Stored items

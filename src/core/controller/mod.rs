// SPDX-License-Identifier: Apache-2.0
// Copyright 2025 itsakeyfut
//
// Licensed under the Apache License, Version 2.0 (the "License");
// you may not use this file except in compliance with the License.
// You may obtain a copy of the License at
//
//     http://www.apache.org/licenses/LICENSE-2.0
//
// Unless required by applicable law or agreed to in writing, software
// distributed under the License is distributed on an "AS IS" BASIS,
// WITHOUT WARRANTIES OR CONDITIONS OF ANY KIND, either express or implied.
// See the License for the specific language governing permissions and
// limitations under the License.

//! Input port
//!
//! The frontend stages button and analog state through an [`InputHandle`]
//! from any thread. The guest only sees that state after it writes the latch
//! register, so input enters the machine at a deterministic point in guest
//! time.
//!
//! ## Registers
//!
//! - `+0x0`: Latch. A write copies the staged input; a read returns the
//!   number of latches so far
//! - `+0x4`: Buttons (active-low, bit = 0 means pressed)
//! - `+0x8`: Analog axes, one byte each (RX, RY, LX, LY)
//! - `+0xC`: Control, bit 0 raises the INPUT interrupt on latch

use std::sync::{Arc, Mutex, MutexGuard};

use bincode::{Decode, Encode};
use serde::{Deserialize, Serialize};

use crate::core::interrupt::IrqLine;
use crate::core::memory::{decode_device_state, encode_device_state, Device, IoContext};

#[cfg(test)]
mod tests;

/// Button bits of the digital pad
pub mod buttons {
    pub const SELECT: u32 = 1 << 0;
    pub const L3: u32 = 1 << 1;
    pub const R3: u32 = 1 << 2;
    pub const START: u32 = 1 << 3;
    pub const UP: u32 = 1 << 4;
    pub const RIGHT: u32 = 1 << 5;
    pub const DOWN: u32 = 1 << 6;
    pub const LEFT: u32 = 1 << 7;
    pub const L2: u32 = 1 << 8;
    pub const R2: u32 = 1 << 9;
    pub const L1: u32 = 1 << 10;
    pub const R1: u32 = 1 << 11;
    pub const TRIANGLE: u32 = 1 << 12;
    pub const CIRCLE: u32 = 1 << 13;
    pub const CROSS: u32 = 1 << 14;
    pub const SQUARE: u32 = 1 << 15;

    /// All buttons released
    pub const NONE_PRESSED: u32 = 0xFFFF;
}

const REG_LATCH: u32 = 0x0;
const REG_BUTTONS: u32 = 0x4;
const REG_ANALOG: u32 = 0x8;
const REG_CONTROL: u32 = 0xC;

const CONTROL_LATCH_IRQ: u32 = 1 << 0;

/// Analog stick centre
const ANALOG_CENTER: u8 = 0x80;

/// Pad state as the guest sees it
#[derive(Debug, Clone, Copy, PartialEq, Eq, Serialize, Deserialize, Encode, Decode)]
pub struct InputState {
    pub buttons: u32,
    pub analog: [u8; 4],
}

impl Default for InputState {
    fn default() -> Self {
        Self {
            buttons: buttons::NONE_PRESSED,
            analog: [ANALOG_CENTER; 4],
        }
    }
}

/// Shared staging area for host input
///
/// # Example
///
/// ```
/// use vmcore::core::controller::{buttons, InputHandle};
///
/// let input = InputHandle::new();
/// input.press_button(buttons::CROSS);
/// assert_eq!(input.get_buttons() & buttons::CROSS, 0);
/// ```
#[derive(Debug, Clone, Default)]
pub struct InputHandle {
    staged: Arc<Mutex<InputState>>,
}

impl InputHandle {
    pub fn new() -> Self {
        Self::default()
    }

    fn staged(&self) -> MutexGuard<'_, InputState> {
        self.staged
            .lock()
            .unwrap_or_else(|poisoned| poisoned.into_inner())
    }

    pub fn press_button(&self, button: u32) {
        self.staged().buttons &= !button;
    }

    pub fn release_button(&self, button: u32) {
        self.staged().buttons |= button;
    }

    pub fn set_button_state(&self, button: u32, pressed: bool) {
        if pressed {
            self.press_button(button);
        } else {
            self.release_button(button);
        }
    }

    pub fn get_buttons(&self) -> u32 {
        self.staged().buttons
    }

    /// Set one analog axis (0-3)
    pub fn set_axis(&self, axis: usize, value: u8) {
        if let Some(slot) = self.staged().analog.get_mut(axis) {
            *slot = value;
        }
    }

    pub fn snapshot(&self) -> InputState {
        *self.staged()
    }
}

#[derive(Debug, Clone, PartialEq, Eq, Encode, Decode)]
struct PortState {
    latched: InputState,
    control: u32,
    latches: u32,
}

/// Memory-mapped input port
#[derive(Debug)]
pub struct InputPort {
    handle: InputHandle,
    latched: InputState,
    control: u32,
    latches: u32,
}

impl InputPort {
    pub fn new(handle: InputHandle) -> Self {
        Self {
            handle,
            latched: InputState::default(),
            control: 0,
            latches: 0,
        }
    }

    pub fn handle(&self) -> InputHandle {
        self.handle.clone()
    }

    /// State the guest currently sees
    pub fn latched(&self) -> InputState {
        self.latched
    }

    fn latch(&mut self, ctx: &mut IoContext) {
        self.latched = self.handle.snapshot();
        self.latches = self.latches.wrapping_add(1);
        log::trace!(
            "Input latched: buttons=0x{:04X} at cycle {}",
            self.latched.buttons,
            ctx.now()
        );
        if self.control & CONTROL_LATCH_IRQ != 0 {
            ctx.raise_irq(IrqLine::Input);
        }
    }
}

impl Device for InputPort {
    fn name(&self) -> &str {
        "input"
    }

    fn read_register(&mut self, offset: u32, _ctx: &mut IoContext) -> u32 {
        match offset {
            REG_LATCH => self.latches,
            REG_BUTTONS => self.latched.buttons,
            REG_ANALOG => u32::from_le_bytes(self.latched.analog),
            REG_CONTROL => self.control,
            _ => 0,
        }
    }

    fn write_register(&mut self, offset: u32, value: u32, ctx: &mut IoContext) {
        match offset {
            REG_LATCH => self.latch(ctx),
            REG_CONTROL => self.control = value & CONTROL_LATCH_IRQ,
            _ => log::debug!("Ignored input write +0x{:X} = 0x{:08X}", offset, value),
        }
    }

    fn reset(&mut self, _hard: bool) {
        self.latched = InputState::default();
        self.control = 0;
        self.latches = 0;
    }

    fn save_state(&self) -> Vec<u8> {
        encode_device_state(&PortState {
            latched: self.latched,
            control: self.control,
            latches: self.latches,
        })
    }

    fn load_state(&mut self, data: &[u8]) -> std::result::Result<(), String> {
        let state: PortState = decode_device_state(data)?;
        self.latched = state.latched;
        self.control = state.control;
        self.latches = state.latches;
        Ok(())
    }
}
// SPDX-License-Identifier: Apache-2.0
// Copyright 2025 itsakeyfut
//
// Licensed under the Apache License, Version 2.0 (the "License");
// you may not use this file except in compliance with the License.
// You may obtain a copy of the License at
//
//     http://www.apache.org/licenses/LICENSE-2.0
//
// Unless required by applicable law or agreed to in writing, software
// distributed under the License is distributed on an "AS IS" BASIS,
// WITHOUT WARRANTIES OR CONDITIONS OF ANY KIND, either express or implied.
// See the License for the specific language governing permissions and
// limitations under the License.

use crate::core::testing::DeviceBench;

mod interrupts;

fn bench() -> DeviceBench {
    let events: Vec<(&str, u32, Option<crate::core::timing::Cycle>)> = super::Timers::EVENT_NAMES
        .iter()
        .enumerate()
        .map(|(tag, name)| (*name, tag as u32, None))
        .collect();
    DeviceBench::new(Box::new(super::Timers::new()), &events)
}
// SPDX-License-Identifier: Apache-2.0
// Copyright 2025 itsakeyfut
//
// Licensed under the Apache License, Version 2.0 (the "License");
// you may not use this file except in compliance with the License.
// You may obtain a copy of the License at
//
//     http://www.apache.org/licenses/LICENSE-2.0
//
// Unless required by applicable law or agreed to in writing, software
// distributed under the License is distributed on an "AS IS" BASIS,
// WITHOUT WARRANTIES OR CONDITIONS OF ANY KIND, either express or implied.
// See the License for the specific language governing permissions and
// limitations under the License.

//! Translated block storage
//!
//! Blocks live in an arena and are found through their guest virtual start
//! address. A block never crosses a page, so one translation and one page
//! generation describe everything it depends on.

use std::collections::HashMap;

use super::jit::NativeCode;
use crate::core::cpu::Op;
use crate::core::error::FatalError;

/// Index of a block in the arena
#[derive(Debug, Clone, Copy, PartialEq, Eq, Hash)]
pub struct BlockId(pub usize);

/// Instructions `start..start + len` of a block, compiled to host code
#[derive(Debug, Clone)]
pub struct NativeSegment {
    pub start: usize,
    pub len: usize,
    /// Cycles of every instruction but the last
    pub lead_cycles: u64,
    pub cycles: u64,
    pub code: NativeCode,
}

/// A translated run of straight-line guest code
#[derive(Debug, Clone)]
pub struct CompiledBlock {
    /// Guest virtual address of the first instruction
    pub vaddr: u32,
    /// Physical address the block was translated from
    pub paddr: u32,
    /// Write generation of the code page at translation time
    pub generation: u32,
    /// Decoded instructions with their cycle cost
    pub ops: Vec<(Op, u32)>,
    /// Host code for the register-only runs, in block order
    pub segments: Vec<NativeSegment>,
}

impl CompiledBlock {
    /// Guest bytes covered
    pub fn byte_len(&self) -> u32 {
        self.ops.len() as u32 * 4
    }

    /// Sum of the per-instruction cycle costs
    pub fn cycles(&self) -> u64 {
        self.ops.iter().map(|&(_, cycles)| cycles as u64).sum()
    }
}

/// Cache counters
#[derive(Debug, Clone, Copy, Default, PartialEq, Eq)]
pub struct CacheStats {
    pub blocks: usize,
    pub instructions: usize,
    pub compiled: u64,
    pub invalidated: u64,
    pub flushes: u64,
    /// Instructions retired by host code
    pub native_instructions: u64,
    /// Block instructions retired through `CPU::execute`
    pub fallback_instructions: u64,
}

/// Arena of translated blocks indexed by guest address
///
/// Capacity is measured in decoded instructions. When a new block does not
/// fit, the whole cache is flushed; a block larger than the whole cache is a
/// fatal error.
#[derive(Debug)]
pub struct BlockCache {
    blocks: Vec<Option<CompiledBlock>>,
    free: Vec<usize>,
    by_vaddr: HashMap<u32, BlockId>,
    capacity: usize,
    used: usize,
    stats: CacheStats,
}

impl BlockCache {
    pub fn new(capacity: usize) -> Self {
        Self {
            blocks: Vec::new(),
            free: Vec::new(),
            by_vaddr: HashMap::new(),
            capacity,
            used: 0,
            stats: CacheStats::default(),
        }
    }

    pub fn capacity(&self) -> usize {
        self.capacity
    }

    pub fn len(&self) -> usize {
        self.by_vaddr.len()
    }

    pub fn is_empty(&self) -> bool {
        self.by_vaddr.is_empty()
    }

    pub fn lookup(&self, vaddr: u32) -> Option<BlockId> {
        self.by_vaddr.get(&vaddr).copied()
    }

    pub fn get(&self, id: BlockId) -> Option<&CompiledBlock> {
        self.blocks.get(id.0).and_then(|slot| slot.as_ref())
    }

    /// Make room for a block of `needed` instructions
    ///
    /// Returns whether the cache had to be flushed.
    pub fn ensure_room(&mut self, pc: u32, needed: usize) -> Result<bool, FatalError> {
        if needed > self.capacity {
            return Err(FatalError::CodeCacheExhausted {
                pc,
                needed,
                capacity: self.capacity,
            });
        }
        if self.used + needed <= self.capacity {
            return Ok(false);
        }
        log::debug!(
            "Code cache full ({} of {} slots), flushing",
            self.used,
            self.capacity
        );
        self.flush();
        Ok(true)
    }

    /// Store a block, replacing any block at the same address
    pub fn insert(&mut self, block: CompiledBlock) -> Result<BlockId, FatalError> {
        if let Some(old) = self.lookup(block.vaddr) {
            self.invalidate(old);
        }
        let needed = block.ops.len();
        self.ensure_room(block.vaddr, needed)?;

        self.used += needed;
        self.stats.compiled += 1;
        let vaddr = block.vaddr;
        let id = match self.free.pop() {
            Some(index) => {
                self.blocks[index] = Some(block);
                BlockId(index)
            }
            None => {
                self.blocks.push(Some(block));
                BlockId(self.blocks.len() - 1)
            }
        };
        self.by_vaddr.insert(vaddr, id);
        Ok(id)
    }

    /// Drop one block
    pub fn invalidate(&mut self, id: BlockId) {
        let Some(block) = self.blocks.get_mut(id.0).and_then(Option::take) else {
            return;
        };
        log::trace!("Invalidated block at 0x{:08X}", block.vaddr);
        self.used -= block.ops.len();
        self.stats.invalidated += 1;
        if self.by_vaddr.get(&block.vaddr) == Some(&id) {
            self.by_vaddr.remove(&block.vaddr);
        }
        self.free.push(id.0);
    }

    /// Drop every block
    pub fn flush(&mut self) {
        self.blocks.clear();
        self.free.clear();
        self.by_vaddr.clear();
        self.used = 0;
        self.stats.flushes += 1;
    }

    pub fn stats(&self) -> CacheStats {
        CacheStats {
            blocks: self.by_vaddr.len(),
            instructions: self.used,
            ..self.stats
        }
    }

    pub fn reset_stats(&mut self) {
        self.stats = CacheStats::default();
    }
}

#[cfg(test)]
mod tests {
    use super::*;
    use crate::core::cpu::{decode, encode};

    fn block(vaddr: u32, len: usize) -> CompiledBlock {
        CompiledBlock {
            vaddr,
            paddr: vaddr & 0x1FFF_FFFF,
            generation: 0,
            ops: vec![(decode(encode::NOP), 1); len],
            segments: Vec::new(),
        }
    }

    #[test]
    fn test_insert_and_lookup() {
        let mut cache = BlockCache::new(16);
        let id = cache.insert(block(0x8000_1000, 4)).unwrap();
        assert_eq!(cache.lookup(0x8000_1000), Some(id));
        assert_eq!(cache.get(id).unwrap().byte_len(), 16);
        assert_eq!(cache.stats().instructions, 4);
        assert!(cache.lookup(0x8000_1004).is_none());
    }

    #[test]
    fn test_invalidate_reuses_slot() {
        let mut cache = BlockCache::new(16);
        let first = cache.insert(block(0x8000_1000, 4)).unwrap();
        cache.invalidate(first);
        assert!(cache.is_empty());
        assert_eq!(cache.stats().instructions, 0);

        let second = cache.insert(block(0x8000_2000, 2)).unwrap();
        assert_eq!(second, first);
        assert_eq!(cache.lookup(0x8000_2000), Some(second));
    }

    #[test]
    fn test_replacing_block_at_same_address() {
        let mut cache = BlockCache::new(16);
        cache.insert(block(0x8000_1000, 4)).unwrap();
        cache.insert(block(0x8000_1000, 6)).unwrap();
        assert_eq!(cache.len(), 1);
        assert_eq!(cache.stats().instructions, 6);
    }

    #[test]
    fn test_full_cache_flushes() {
        let mut cache = BlockCache::new(8);
        cache.insert(block(0x8000_1000, 5)).unwrap();
        cache.insert(block(0x8000_2000, 5)).unwrap();
        assert!(cache.lookup(0x8000_1000).is_none());
        assert!(cache.lookup(0x8000_2000).is_some());
        assert_eq!(cache.stats().flushes, 1);
    }

    #[test]
    fn test_ensure_room_reports_flush() {
        let mut cache = BlockCache::new(8);
        cache.insert(block(0x8000_1000, 6)).unwrap();
        assert!(!cache.ensure_room(0x8000_2000, 2).unwrap());
        assert!(cache.ensure_room(0x8000_2000, 3).unwrap());
        assert!(cache.is_empty());
    }

    #[test]
    fn test_oversized_block_is_fatal() {
        let mut cache = BlockCache::new(2);
        let err = cache.insert(block(0x8000_1000, 3)).unwrap_err();
        assert_eq!(
            err,
            FatalError::CodeCacheExhausted {
                pc: 0x8000_1000,
                needed: 3,
                capacity: 2
            }
        );
        assert!(cache.is_empty());
    }
}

Assigned task: If a line of the data holds the string "value", list it.

Solution:
    pub fn set_axis(&self, axis: usize, value: u8) {
            *slot = value;
    fn write_register(&mut self, offset: u32, value: u32, ctx: &mut IoContext) {
            REG_CONTROL => self.control = value & CONTROL_LATCH_IRQ,
            _ => log::debug!("Ignored input write +0x{:X} = 0x{:08X}", offset, value),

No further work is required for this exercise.